А место-то какое отыскали! На просторной пойме в разогретом розовом песке тонут зеленые гладкие валуны, на самом мыске, где река круто повернула и подмыла берег. Вот оно, место, — под тремя кедрами, высветленное и теплое, как подмышка. Здесь река погружается в холодный вскипающий зеленовато-голубой омут — не видно дна. Вверх по реке — перекат, внизу — водопад.

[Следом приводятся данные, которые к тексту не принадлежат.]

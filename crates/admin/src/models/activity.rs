//! Back-office audit trail.

use chrono::{DateTime, Utc};
use serde::Serialize;
use uuid::Uuid;

use patra_core::{ActivityId, UserId};

/// A row of `shop.activity_log` with the actor's email.
#[derive(Debug, Clone, Serialize, sqlx::FromRow)]
pub struct ActivityEntry {
    pub id: ActivityId,
    pub actor_id: Option<UserId>,
    pub actor_email: Option<String>,
    pub action: String,
    pub entity_type: String,
    pub entity_id: Option<Uuid>,
    pub details: serde_json::Value,
    pub created_at: DateTime<Utc>,
}

/// One mutation to record.
#[derive(Debug, Clone)]
pub struct NewActivity {
    pub actor_id: UserId,
    pub action: &'static str,
    pub entity_type: &'static str,
    pub entity_id: Option<Uuid>,
    pub details: serde_json::Value,
}

impl NewActivity {
    /// An entry about `entity_type` `entity_id`, with empty details.
    #[must_use]
    pub fn new(
        actor_id: UserId,
        action: &'static str,
        entity_type: &'static str,
        entity_id: impl Into<Uuid>,
    ) -> Self {
        Self {
            actor_id,
            action,
            entity_type,
            entity_id: Some(entity_id.into()),
            details: serde_json::Value::Object(serde_json::Map::new()),
        }
    }

    #[must_use]
    pub fn with_details(mut self, details: serde_json::Value) -> Self {
        self.details = details;
        self
    }
}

— Ванна! — решили согласно. — Аквариум!
Бросили мужчины веточку в течение, разом взглянули на часы, еще швырнули щепочку, и так трижды, а потом сложили и поделили в уме, и вот эти измерения дали среднюю скорость двадцать метров в секунду — курьерский поезд, а это значит, через три секунды — раз… два… три! — ты будешь выброшен на водопад, будто ты летучая рыбинка. Из бани прямо ласточкой, а хочешь — солдатиком, хочешь — матрацем, как хочешь бросай себя в омут.
— Чтоб не выкинуло — ныряй с камнем! — посоветовал прораб.
— На шее, что ли? — пытают новички. — И какой возможен исход, если на шее?
— Решено — привязать капроновый шнур, — смеется прораб. — И можешь болтаться себе на кукане.
Всемером, приподнимая ломами, подтащили широкую, как кузов, диабазовую глыбу, рядом уложили обломок поменьше, что под силу пятерым, а сверху водрузили гранитную плиту и возвели арку-свод. Гроссмейстеры бань — прораб и главный геолог — въедливо подбирают материал для такой деликатнейшей вещи, как каменка — осматривают породу в лупу, определяют структуру, текстуру, плотность и примерный удельный вес. Сюда, в каменку, идут гладкие, как черепа, круглые валуны из мелкозернистых диабазов, массивных кварцитов и габбро. Не дай бог засунуть сюда сланец, жильный кварц или фельзит — стекловатую породу.
Пирамидой, ячеистым конусом воздвигается из глыб стержень всей бани, лоно ее, душа — каменка. Под аркой разводится костер из сухой, как кость, листвянки, она медленно разгорается, но дает много жару, а по бокам и сверху на пирамиду уже укладываются стволины, сухостоины, смолье кореньев — лиственница, кедр, немного елки для пыла. И все это поджигается враз — снизу, с боков, сверху.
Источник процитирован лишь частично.